In this work, we report our investigations on the synthesis of a [2]rotaxane based on a bis(calix[4]pyrrole) cyclic component and a 3,5-bis-amidepyridyl-N-oxide derivative axle. We isolated the [2] rotaxane in a significant 50% yield through an optimized "in situ" capping strategy using the copper( I)-catalyzed azide-alkyne cycloaddition reaction. The synthetic precursor of the [2] rotaxane, featuring [2] pseudorotaxane topology, could be quantitatively assembled in solution in the presence of one equivalent of tetrabutylammonium chloride or cyanate salts producing a four-particle aggregate.
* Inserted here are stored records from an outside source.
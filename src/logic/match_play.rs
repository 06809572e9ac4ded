//! Score entry for a single match: points, closing sets, confirming the winner.
//!
//! The `Match`-level functions are pure state updates; the store-level
//! wrappers read the match, apply the update, and write it back as a
//! compare-and-set on the set array so two scorers on one match cannot
//! silently overwrite each other.

use crate::logic::progression::{self, ProgressEvent, ProgressMode};
use crate::logic::scoring::{
    self, cumulative_score, current_set_target, match_outcome, set_reaches_target, MatchOutcome,
};
use crate::models::{
    Match, MatchStatus, RuleConfig, ScoringMode, SetScore, Side, Tournament, TournamentError,
    TournamentId, TournamentStatus,
};
use crate::store::TournamentStore;
use serde::Serialize;

/// What closing the current set led to.
#[derive(Clone, Copy, Debug, Eq, PartialEq, Serialize)]
#[serde(tag = "result", rename_all = "snake_case")]
pub enum SetEnd {
    /// A new regular set was opened.
    NextSet { current_set: usize },
    /// Totals are level after the fixed sets; an overtime set was opened.
    Overtime { current_set: usize, overtime: usize },
    /// The match is decided; confirm it to advance the winner.
    MatchDecided { winner: Side },
    /// Totals are level and overtime is off; needs an organizer decision.
    UndecidedTie,
}

/// Highest score a side can hold in one set.
pub const MAX_SET_SCORE: u32 = 9_999;

/// Add `delta` points (may be negative) to `side` in the set in play; the
/// score stays within `0..=MAX_SET_SCORE`. Opens the first set if none
/// exists and marks the match live.
pub fn adjust_score(m: &mut Match, side: Side, delta: i32) -> Result<(), TournamentError> {
    if m.is_completed() {
        return Err(TournamentError::InvalidState);
    }
    if !m.has_both_players() {
        return Err(TournamentError::PreconditionFailed(format!(
            "{} is still waiting for players",
            m.match_id
        )));
    }
    if m.sets.is_empty() {
        m.sets.push(SetScore::default());
        m.current_set = 0;
    }
    let cursor = m.current_set;
    let set = m.sets.get_mut(cursor).ok_or_else(|| {
        TournamentError::PreconditionFailed(format!("{} has no set in play", m.match_id))
    })?;
    let score = match side {
        Side::Player1 => &mut set.p1_score,
        Side::Player2 => &mut set.p2_score,
    };
    *score = score.saturating_add_signed(delta).min(MAX_SET_SCORE);
    m.status = MatchStatus::Live;
    Ok(())
}

/// Close the set in play.
///
/// Sets mode requires the set's target (the tiebreaker target in a deciding
/// set) with a two-point lead. Cumulative mode accepts any set with points
/// on the board. Play continues in a fresh set unless the match is decided
/// or stuck on an undecided tie, in which case the cursor moves one past the
/// last set.
pub fn end_current_set(m: &mut Match, rule: &RuleConfig) -> Result<SetEnd, TournamentError> {
    if m.is_completed() {
        return Err(TournamentError::InvalidState);
    }
    let cursor = m.current_set;
    let Some(set) = m.sets.get(cursor).copied() else {
        return Err(TournamentError::PreconditionFailed("no set in play".into()));
    };
    if set.is_blank() {
        return Err(TournamentError::PreconditionFailed("no points scored in this set".into()));
    }

    match rule.scoring_mode {
        ScoringMode::Sets => {
            let target = current_set_target(&m.sets, rule, Some(cursor));
            if !set_reaches_target(set.p1_score, set.p2_score, target) {
                return Err(TournamentError::PreconditionFailed(format!(
                    "set needs {} points with a two-point lead (at {}-{})",
                    target, set.p1_score, set.p2_score
                )));
            }
            if let MatchOutcome::Decided(winner) = match_outcome(&m.sets, rule, None) {
                m.current_set = m.sets.len();
                return Ok(SetEnd::MatchDecided { winner });
            }
            Ok(SetEnd::NextSet {
                current_set: open_set(m),
            })
        }
        ScoringMode::Cumulative => {
            let fixed = rule.total_sets as usize;
            if m.sets.len() < fixed {
                return Ok(SetEnd::NextSet {
                    current_set: open_set(m),
                });
            }
            match cumulative_score(&m.sets).leader() {
                Some(winner) => {
                    m.current_set = m.sets.len();
                    Ok(SetEnd::MatchDecided { winner })
                }
                None if rule.allow_overtime => {
                    let current_set = open_set(m);
                    Ok(SetEnd::Overtime {
                        current_set,
                        overtime: current_set - fixed + 1,
                    })
                }
                None => {
                    m.current_set = m.sets.len();
                    Ok(SetEnd::UndecidedTie)
                }
            }
        }
    }
}

fn open_set(m: &mut Match) -> usize {
    m.sets.push(SetScore::default());
    m.current_set = m.sets.len() - 1;
    m.current_set
}

/// Winner of `m` under `rule`, or why there is none yet.
pub fn decided_winner(m: &Match, rule: &RuleConfig) -> Result<Side, TournamentError> {
    match match_outcome(&m.sets, rule, None) {
        MatchOutcome::Decided(side) => Ok(side),
        MatchOutcome::UndecidedTie => Err(TournamentError::UndecidedTie),
        MatchOutcome::InProgress => Err(TournamentError::PreconditionFailed(format!(
            "{} is not complete ({})",
            m.match_id,
            scoring::format_score(&m.sets)
        ))),
    }
}

fn load_match<S: TournamentStore + ?Sized>(
    store: &S,
    tournament_id: TournamentId,
    match_id: &str,
) -> Result<Match, TournamentError> {
    store
        .get_match(tournament_id, match_id)?
        .ok_or_else(|| TournamentError::NotFound(format!("match {}", match_id)))
}

fn require_live<S: TournamentStore + ?Sized>(
    store: &S,
    tournament_id: TournamentId,
) -> Result<Tournament, TournamentError> {
    let t = store.get_tournament(tournament_id)?;
    if t.status != TournamentStatus::Live {
        return Err(TournamentError::InvalidState);
    }
    Ok(t)
}

/// Record a point change on a stored match.
pub fn score_point<S: TournamentStore + ?Sized>(
    store: &S,
    tournament_id: TournamentId,
    match_id: &str,
    side: Side,
    delta: i32,
) -> Result<Match, TournamentError> {
    require_live(store, tournament_id)?;
    let mut m = load_match(store, tournament_id, match_id)?;
    let before = m.sets.clone();
    adjust_score(&mut m, side, delta)?;
    store.put_match_if_unchanged(tournament_id, &before, m.clone())?;
    Ok(m)
}

/// Close the set in play on a stored match.
pub fn end_set<S: TournamentStore + ?Sized>(
    store: &S,
    tournament_id: TournamentId,
    match_id: &str,
) -> Result<(SetEnd, Match), TournamentError> {
    let t = require_live(store, tournament_id)?;
    let mut m = load_match(store, tournament_id, match_id)?;
    let before = m.sets.clone();
    let end = end_current_set(&mut m, &t.config.rules)?;
    store.put_match_if_unchanged(tournament_id, &before, m.clone())?;
    log::debug!("{}: set closed, {:?}", match_id, end);
    Ok((end, m))
}

/// Scorer confirms the end of a match: check it is decided, mark it
/// completed, then advance the winner (knockout) or rotate the court (KOTH).
///
/// Confirming an already completed knockout match re-runs the advancement
/// and the round sweep, which the guarded slot writes turn into a no-op;
/// this lets a caller recover from a failure after the match was stored.
pub fn confirm_match<S: TournamentStore + ?Sized>(
    store: &S,
    tournament_id: TournamentId,
    match_id: &str,
) -> Result<Vec<ProgressEvent>, TournamentError> {
    let t = store.get_tournament(tournament_id)?;
    let topology = store.get_topology(&t.config.format_id)?;
    let mut m = load_match(store, tournament_id, match_id)?;

    if m.is_completed() {
        if topology.is_koth() {
            return Err(TournamentError::InvalidState);
        }
        let winner = m
            .winner
            .as_deref()
            .and_then(|name| m.side_of(name))
            .and_then(|side| m.player(side).cloned())
            .ok_or_else(|| {
                TournamentError::IntegrityViolation(format!("{} completed without a winner", match_id))
            })?;
        let mut events =
            progression::advance_winner(store, tournament_id, match_id, &winner, &topology, ProgressMode::Live)?;
        events.extend(progression::check_round_completion(store, tournament_id, &m, &topology)?);
        return Ok(events);
    }

    if t.status != TournamentStatus::Live {
        return Err(TournamentError::InvalidState);
    }
    let side = decided_winner(&m, &t.config.rules)?;
    let winner = m.player(side).cloned().ok_or_else(|| {
        TournamentError::IntegrityViolation(format!("{} has no {:?}", match_id, side))
    })?;

    let before = m.sets.clone();
    m.status = MatchStatus::Completed;
    m.winner = Some(winner.name.clone());
    store.put_match_if_unchanged(tournament_id, &before, m.clone())?;
    log::info!("{} won {} ({})", winner.name, match_id, scoring::format_score(&m.sets));

    let mut events =
        progression::advance_winner(store, tournament_id, match_id, &winner, &topology, ProgressMode::Live)?;
    if !topology.is_koth() {
        events.extend(progression::check_round_completion(store, tournament_id, &m, &topology)?);
    }
    Ok(events)
}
However, we observed that the addition of the salt was deleterious not only for the isolation of the [2] rotaxane in its pure form but, more important, for the optimal performance of the copper catalyst. We probed the interaction of the prepared [2] rotaxane with tetraalkylammonium salts of chloride, nitrate and cyanate anions by means of H-1 NMR titrations and ITC experiments. We show that in chloroform solution the [2] rotaxane functions as an efficient heteroditopic receptor for the salts forming thermodynamically and kinetically highly stable ion-paired complexes with 1 : 1 stoichiometry. At millimolar concentration and using H-1 NMR spectroscopy we observed that the addition of more than 1 equiv. of the salt induced the gradual disassembly of the 1 : 1 complex of the [2] rotaxane and the concomitant formation of higher stoichiometry aggregates i.e. 2 : 1 complexes.